# Removing and replacing door threshold



## KateMarie (Nov 17, 2008)

I have a metal prehung door that we installed about 15 years ago. It goes from my garage to my laundry room. I need to replace the threshold before the new ceramic tile is installed and can't figure out how to get the old one out. I removed the screws in it to find that it only released the adjustable part that levels to the bottom of the door. This piece is about 1 inch wide and the width of the door. It was damaged and that is why I need to replace the threshold. After I removed it there is a large gap between the threshold and the bottom of the door. Is it possible to only replace this piece. I can't find the part even after serveral hours of serching the internet. I just started installing the ceramic tile and thought I'd better take care of the door problem before getting too close with the tile. Thanks for any help.
Kate


----------



## buletbob (May 9, 2008)

if its just the part that adjusts the center piece of wood I would have to say yes. what I wood do is locate a window and door company that installs doors, ask them if they could get you one from and old door that they had removed or to order you a whole new adjustable threshold,new because I don't think they can order that piece separate.
it would be of great help to know what brand door your working on. BOB


----------



## Sammy (Mar 11, 2007)

Some pre hung door units have the threshold nailed/stapled from the bottom into the frame legs. Helps keep the whole unit square in transit and installation but makes it a bear to pull the threshold when needed. 

As BB says if you just need the wood insert, try taking it back to the place you purchased the door from. They may be able to source it for you. 

If not, check the hinge edge or top of the door for a name that may point you to a local distributor.


----------



## KateMarie (Nov 17, 2008)

Thanks for the help Bob and Sammy. I was hoping you would say just replace the piece that is adjustable. It is not wood though, it is metal. I will try to post a picture of it. I still have the piece but it is a mess. It is all bent. I couldn't find the maufacturer but I will check again to see if it is on the hinge side or top. Just checked. Nothing on the manufacturer but I do have two doors that we replaced that have identical thresholds. They were purchased from Builder's Square (which is no longer around) in 1992. One is a crossbuck door and the other is plain steel door with no windows. They were both put in in 1992. Wonder if I could have that piece made by someone. Thank you!


----------



## MT Stringer (Oct 19, 2008)

*What Sammy said!*



> Some pre hung door units have the threshold nailed/stapled from the bottom into the frame legs. Helps keep the whole unit square in transit and installation but makes it a bear to pull the threshold when needed.


I just went through ordeal myself. I like to never got that thereshold out. Long staples had it well attached to the jamb leg bottoms.

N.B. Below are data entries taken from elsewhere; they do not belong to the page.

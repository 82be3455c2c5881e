use leptos::prelude::*;
use leptos::task::spawn_local;
use thaw::*;

use crate::dashboards::d410_resource_waste::report::{
    self, HttpReportTransport, Notification, NotificationKind, ToastSlot,
};

use super::context::use_dashboard;

/// "Email report" button, recipients form and the outcome toast
#[component]
pub fn ReportToolbar() -> impl IntoView {
    let ctx = use_dashboard();

    let open = RwSignal::new(false);
    let sending = RwSignal::new(false);
    let toast = RwSignal::new(ToastSlot::default());
    let emails = RwSignal::new(
        ctx.submitter
            .get_value()
            .borrow()
            .emails()
            .to_string(),
    );

    // Field -> submitter, so a completed send can clear what it remembers
    Effect::new(move |_| {
        let text = emails.get();
        ctx.submitter.get_value().borrow_mut().set_emails(&text);
    });

    let can_submit = Signal::derive(move || {
        sending.track();
        let submitter = ctx.submitter.get_value();
        let submitter = submitter.borrow();
        emails.with(|text| submitter.can_submit_with(text))
    });

    let show = move |note: Notification| {
        let ttl_ms = note.ttl_ms;
        let ticket = toast.try_update(|slot| slot.show(note)).unwrap_or_default();
        spawn_local(async move {
            gloo_timers::future::TimeoutFuture::new(ttl_ms).await;
            toast.update(|slot| {
                slot.expire(ticket);
            });
        });
    };

    let handle_send = move |_| {
        let submitter = ctx.submitter.get_value();
        let cookies = ctx.cookies.get_value();
        let snapshot = ctx.store().snapshot();
        let columns = ctx.visible_schema.get_untracked();
        let recipients = emails.get_untracked();
        let transport = HttpReportTransport::new(ctx.config.with_value(|c| c.api.clone()));

        sending.set(true);
        spawn_local(async move {
            match report::submit(&*submitter, &transport, &recipients, &snapshot, &columns, &*cookies).await {
                Ok(note) => {
                    if note.kind == NotificationKind::Success {
                        emails.set(String::new());
                        open.set(false);
                    }
                    show(note);
                }
                Err(e) => {
                    log::debug!("report: not submitted: {}", e);
                }
            }
            sending.set(false);
        });
    };

    view! {
        <div class="d410-report" style="position: relative; display: flex; align-items: center; gap: 8px;">
            <Button
                appearance=ButtonAppearance::Secondary
                on_click=move |_| open.update(|o| *o = !*o)
            >
                "Email report"
            </Button>

            <Show when=move || open.get()>
                <div style="position: absolute; top: 40px; right: 0; z-index: 10; width: 360px; background: #fff; padding: 12px; border-radius: 8px; box-shadow: 0 4px 12px rgba(0,0,0,0.15); display: flex; flex-direction: column; gap: 8px;">
                    <span style="font-size: 0.8rem; color: #6c757d;">
                        "You can enter multiple email addresses separated by commas."
                    </span>
                    <Textarea
                        value=emails
                        placeholder="example@domain.com, another@domain.com"
                        attr:rows=3
                    />
                    <div style="display: flex; justify-content: flex-end; gap: 8px;">
                        <Button
                            appearance=ButtonAppearance::Secondary
                            on_click=move |_| open.set(false)
                        >
                            "Cancel"
                        </Button>
                        <Button
                            appearance=ButtonAppearance::Primary
                            on_click=handle_send
                            disabled=Signal::derive(move || !can_submit.get())
                        >
                            {move || if sending.get() { "Sending..." } else { "Send report" }}
                        </Button>
                    </div>
                </div>
            </Show>

            {move || {
                toast.with(|slot| slot.current().cloned()).map(|note| {
                    let intent = match note.kind {
                        NotificationKind::Success => MessageBarIntent::Success,
                        NotificationKind::Error => MessageBarIntent::Error,
                    };
                    view! {
                        <div style="position: fixed; bottom: 16px; right: 16px; z-index: 20; min-width: 280px;">
                            <MessageBar intent=intent>
                                {note.message}
                            </MessageBar>
                        </div>
                    }
                })
            }}
        </div>
    }
}
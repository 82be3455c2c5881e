use contracts::dashboards::d410_resource_waste::table_state::ROWS_PER_PAGE_OPTIONS;
use contracts::dashboards::d410_resource_waste::{ColumnSchema, Filter, FilterKind, RenderKind, SortDirection};
use leptos::prelude::*;
use thaw::*;

use crate::dashboards::d410_resource_waste::projector::{
    export_rows, PageInfo, StatusTone, TableCell as ProjectedCell, TableView,
};
use crate::shared::export::export_to_csv;

use super::context::{use_dashboard, DashboardContext};

/// Records of the selected resource with search, sort, column filters and paging
#[component]
pub fn ResourceTable() -> impl IntoView {
    let ctx = use_dashboard();

    let search = RwSignal::new(ctx.state.with_untracked(|s| s.table.search_text.clone()));
    let columns_open = RwSignal::new(false);

    // Store -> input (back/forward, resource switch)
    Effect::new(move |_| {
        let text = ctx.state.with(|s| s.table.search_text.clone());
        if search.with_untracked(|current| *current != text) {
            search.set(text);
        }
    });

    // Input -> store; unchanged text is a no-op there
    Effect::new(move |_| {
        let text = search.get();
        ctx.store().set_search_text(&text);
    });

    let nothing_to_save = Signal::derive(move || search.with(|s| s.trim().is_empty()));
    let handle_save_search = move |_| {
        let text = search.get_untracked().trim().to_string();
        let store = ctx.store();
        store.add_filter(Filter::search(&text));
        store.set_search_text("");
    };

    let title = move || {
        ctx.current
            .with(|r| r.as_ref().map(|r| r.title()))
            .or_else(|| ctx.state.with(|s| s.current_resource.clone()))
            .unwrap_or_default()
    };

    let no_rows = Signal::derive(move || {
        ctx.table_view
            .with(|view| !matches!(view, Some(TableView::Rows { page_info, .. }) if page_info.total_rows > 0))
    });

    view! {
        <div class="d410-table" style="background: #fff; padding: 12px; border-radius: 8px; box-shadow: 0 1px 3px rgba(0,0,0,0.1);">
            <div style="display: flex; align-items: center; justify-content: space-between; gap: 12px; margin-bottom: 8px; flex-wrap: wrap;">
                <h3 style="margin: 0; font-size: 1rem; font-weight: 600;">{title}</h3>
                <div style="display: flex; align-items: center; gap: 8px; position: relative;">
                    <Input value=search placeholder="Search..." />
                    <Button
                        appearance=ButtonAppearance::Subtle
                        on_click=handle_save_search
                        disabled=nothing_to_save
                    >
                        "Save search"
                    </Button>
                    <Button
                        appearance=ButtonAppearance::Subtle
                        on_click=move |_| columns_open.update(|o| *o = !*o)
                    >
                        "Columns"
                    </Button>
                    <Button
                        appearance=ButtonAppearance::Subtle
                        on_click=move |_| download_csv(ctx)
                        disabled=no_rows
                    >
                        "Download CSV"
                    </Button>
                    <Show when=move || columns_open.get()>
                        {column_picker(ctx)}
                    </Show>
                </div>
            </div>

            {move || {
                if ctx.loading.get() {
                    return view! {
                        <div class="d410-table__loading" style="padding: 24px; text-align: center; color: #6c757d;">
                            "Loading Resource Data"
                        </div>
                    }.into_any();
                }
                match ctx.table_view.get() {
                    None | Some(TableView::NoData) => view! {
                        <div class="d410-empty" style="padding: 24px; text-align: center; color: #6c757d;">
                            "No Data Available"
                        </div>
                    }.into_any(),
                    Some(TableView::Error { message }) => view! {
                        <div class="d410-table__error" style="padding: 24px; text-align: center; color: #dc3545;">
                            <strong>"Error Scanning Resource"</strong>
                            {message.map(|m| view! { <div style="margin-top: 4px; font-size: 0.85rem;">{m}</div> })}
                        </div>
                    }.into_any(),
                    Some(TableView::Rows { columns, rows, page_info }) => view! {
                        {rows_view(ctx, &columns, rows)}
                        {pager_view(ctx, page_info)}
                    }.into_any(),
                }
            }}
        </div>
    }
}

/// Every filtered row of the current resource, visible columns only
fn download_csv(ctx: DashboardContext) {
    let Some(resource) = ctx.current.get_untracked() else {
        return;
    };
    let snapshot = ctx.store().snapshot();
    let schema = ctx.schema.get_untracked();
    let visible = ctx.visible_schema.get_untracked();

    let rows = export_rows(&resource, &snapshot.filters, &snapshot.table, &schema, &visible);
    let headers: Vec<String> = visible.columns().iter().map(|c| c.label.clone()).collect();
    let filename = format!("{}.csv", resource.resource_name);
    match export_to_csv(&headers, &rows, &filename) {
        Ok(()) => log::info!("d410: exported {} rows to {}", rows.len(), filename),
        Err(e) => log::warn!("d410: csv export failed: {}", e),
    }
}

/// Show/hide checkboxes over the full schema
fn column_picker(ctx: DashboardContext) -> impl IntoView {
    view! {
        <div style="position: absolute; top: 40px; right: 0; z-index: 10; background: #fff; padding: 8px 12px; border-radius: 8px; box-shadow: 0 4px 12px rgba(0,0,0,0.15); display: flex; flex-direction: column; gap: 4px; min-width: 180px;">
            {move || {
                ctx.schema
                    .get()
                    .columns()
                    .iter()
                    .map(|col| {
                        let name = col.name.clone();
                        let name_for_check = col.name.clone();
                        let label = col.label.clone();
                        view! {
                            <label style="display: flex; align-items: center; gap: 6px; font-size: 0.875rem; cursor: pointer;">
                                <input
                                    type="checkbox"
                                    prop:checked=move || {
                                        ctx.hidden_columns.with(|hidden| !hidden.contains(&name_for_check))
                                    }
                                    on:change=move |_| {
                                        let name = name.clone();
                                        ctx.hidden_columns.update(|hidden| {
                                            match hidden.iter().position(|h| *h == name) {
                                                Some(pos) => {
                                                    hidden.remove(pos);
                                                }
                                                None => hidden.push(name),
                                            }
                                        });
                                    }
                                />
                                {label}
                            </label>
                        }
                    })
                    .collect_view()
            }}
        </div>
    }
}

fn sort_indicator(ctx: DashboardContext, column: &str) -> &'static str {
    ctx.state.with(|s| {
        if s.table.sort_column != column {
            return "";
        }
        match s.table.sort_direction {
            SortDirection::Asc => " ▲",
            SortDirection::Desc => " ▼",
        }
    })
}

/// First click sorts ascending, the next ones flip the direction
fn toggle_sort(ctx: DashboardContext, column: &str) {
    let (current, direction) =
        ctx.state.with_untracked(|s| (s.table.sort_column.clone(), s.table.sort_direction));
    let direction = if current == column {
        direction.toggled()
    } else {
        SortDirection::Asc
    };
    ctx.store().set_sort(column, direction);
}

fn has_column_filter(ctx: DashboardContext, column: &str) -> bool {
    ctx.state.with(|s| {
        s.filters
            .iter()
            .any(|f| f.kind == FilterKind::Column && f.field() == Some(column))
    })
}

fn rows_view(ctx: DashboardContext, columns: &ColumnSchema, rows: Vec<Vec<ProjectedCell>>) -> impl IntoView {
    let headers = columns
        .columns()
        .iter()
        .map(|col| {
            let name = col.name.clone();
            let name_for_indicator = col.name.clone();
            let name_for_filter = col.name.clone();
            let name_for_clear = col.name.clone();
            let label = col.label.clone();
            view! {
                <TableHeaderCell resizable=true min_width=100.0>
                    <div style="display: flex; align-items: center; gap: 4px;">
                        <div
                            class="table__sortable-header"
                            style="cursor: pointer;"
                            on:click=move |_| toggle_sort(ctx, &name)
                        >
                            {label}
                            <span>{move || sort_indicator(ctx, &name_for_indicator)}</span>
                        </div>
                        <Show when=move || has_column_filter(ctx, &name_for_filter)>
                            {
                                let name = name_for_clear.clone();
                                view! {
                                    <button
                                        style="border: none; background: transparent; cursor: pointer; color: #6c757d;"
                                        title="Clear column filter"
                                        on:click=move |_| {
                                            ctx.store().remove_column_filter(&name);
                                        }
                                    >
                                        "×"
                                    </button>
                                }
                            }
                        </Show>
                    </div>
                </TableHeaderCell>
            }
        })
        .collect_view();

    let meta: Vec<(String, RenderKind)> = columns
        .columns()
        .iter()
        .map(|c| (c.name.clone(), c.render_kind))
        .collect();

    let body = rows
        .into_iter()
        .map(|row| {
            let cells = row
                .into_iter()
                .zip(meta.iter().cloned())
                .map(|(cell, (field, kind))| cell_view(ctx, cell, field, kind))
                .collect_view();
            view! { <TableRow>{cells}</TableRow> }
        })
        .collect_view();

    view! {
        <Table>
            <TableHeader>
                <TableRow>{headers}</TableRow>
            </TableHeader>
            <TableBody>{body}</TableBody>
        </Table>
    }
}

fn cell_view(ctx: DashboardContext, cell: ProjectedCell, field: String, kind: RenderKind) -> impl IntoView {
    let content = match kind {
        RenderKind::Tag => tag_cell(ctx, cell).into_any(),
        _ => value_cell(ctx, cell, field, kind).into_any(),
    };
    view! {
        <TableCell>
            <TableCellLayout>{content}</TableCellLayout>
        </TableCell>
    }
}

/// Plain and status cells toggle their value in the column filter on click
fn value_cell(ctx: DashboardContext, cell: ProjectedCell, field: String, kind: RenderKind) -> impl IntoView {
    let filterable = matches!(kind, RenderKind::PlainText | RenderKind::Status) && !cell.raw.is_empty();
    let color = match cell.tone {
        Some(StatusTone::Positive) => "color: #198754; font-weight: 500;",
        Some(StatusTone::Negative) => "color: #dc3545; font-weight: 500;",
        Some(StatusTone::Neutral) | None => "",
    };
    let style = format!("{}{}", color, if filterable { " cursor: pointer;" } else { "" });
    let raw = cell.raw;

    view! {
        <span
            style=style
            title={if filterable { "Filter by this value" } else { "" }}
            on:click=move |_| {
                if filterable {
                    ctx.store().toggle_column_value(&field, &raw);
                }
            }
        >
            {cell.text}
        </span>
    }
}

/// One clickable badge per tag pair
fn tag_cell(ctx: DashboardContext, cell: ProjectedCell) -> impl IntoView {
    cell.tags
        .into_iter()
        .map(|(key, value)| {
            let text = format!("{}: {}", key, value);
            view! {
                <span
                    style="display: inline-block; margin: 0 4px 2px 0; padding: 0 6px; background: #e9ecef; border-radius: 10px; font-size: 0.8rem; cursor: pointer;"
                    title="Filter by this tag"
                    on:click=move |_| {
                        ctx.store().add_filter(Filter::tag(&key, &value));
                    }
                >
                    {text}
                </span>
            }
        })
        .collect_view()
}

fn pager_view(ctx: DashboardContext, info: PageInfo) -> impl IntoView {
    let first = if info.total_rows == 0 { 0 } else { info.page * info.rows_per_page + 1 };
    let last = ((info.page + 1) * info.rows_per_page).min(info.total_rows);
    let page = info.page;
    let has_next = page + 1 < info.total_pages;

    view! {
        <div class="d410-table__footer" style="display: flex; align-items: center; justify-content: flex-end; gap: 12px; margin-top: 8px; font-size: 0.875rem;">
            <span>"Rows per page:"</span>
            <select
                prop:value=info.rows_per_page.to_string()
                on:change=move |ev| {
                    if let Ok(rows) = event_target_value(&ev).parse::<usize>() {
                        ctx.store().set_rows_per_page(rows);
                    }
                }
                style="padding: 4px 8px; border: 1px solid #ced4da; border-radius: 4px;"
            >
                {ROWS_PER_PAGE_OPTIONS
                    .iter()
                    .map(|n| {
                        view! {
                            <option value=n.to_string() selected={*n == info.rows_per_page}>
                                {n.to_string()}
                            </option>
                        }
                    })
                    .collect_view()}
            </select>
            <span>{format!("{}-{} of {}", first, last, info.total_rows)}</span>
            <Button
                size=ButtonSize::Small
                appearance=ButtonAppearance::Subtle
                disabled={page == 0}
                on_click=move |_| {
                    ctx.store().set_page(page.saturating_sub(1));
                }
            >
                "‹ Prev"
            </Button>
            <Button
                size=ButtonSize::Small
                appearance=ButtonAppearance::Subtle
                disabled={!has_next}
                on_click=move |_| {
                    ctx.store().set_page(page + 1);
                }
            >
                "Next ›"
            </Button>
        </div>
    }
}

Good luck with your project.
Mike


----------



## KateMarie (Nov 17, 2008)

*Project Complete*

Thanks for the replys. I finally figured this out. I went to Home Depot and Lowe's and had no luck. It was "oh well" you will probably need to replace the door. I bought a rubber strip that looked like it would fit in but after I got it cut to size, it didn't work, so I wasted that $3.96. Next I bought an oak strip that was one inch wide at the center and then angeled down on each side. It is called a low rise door threshold. The screw holes were exact to my door, but too short to reach the wood under the door. The screws were 1 1/4 inch and I replaced them with 1 1/2 inch. They were brass which I couldn't find in the size I wanted so I just used regular ones. I will replace then when I can find brass or maybe even stainless. I cut it, stained it and put a few coats of poyeurothane on it. I needed to add one extra hole because when I cut it down to 32 inches the end hole was gone. This worked out perfect and seals better than the original plus it really looks good. It touches slightly over the cermic tile for a nice edge finish. :thumbup: (When there's a will, there's a way.) Good luck to all who need to do this project. Don't let anyone talk you into a need door if the door is still good. Thank you!!!
Kate


----------



## Sammy (Mar 11, 2007)

Glad it worked out!

If ya cant find it.. MAKE IT!

I have done a number of homemade thresholds and transition strips like that over the years and they are a fun project that turn out lookin nice. :thumbup:


----------



## buletbob (May 9, 2008)

gladeit all worked out for you . Please post a picture of your finished project . BOB


----------



## KateMarie (Nov 17, 2008)

I'm working on the ceramic tile in that room. As soon as I'm done, I'll post a picture of the door threshold. Thank you!
Kate


----------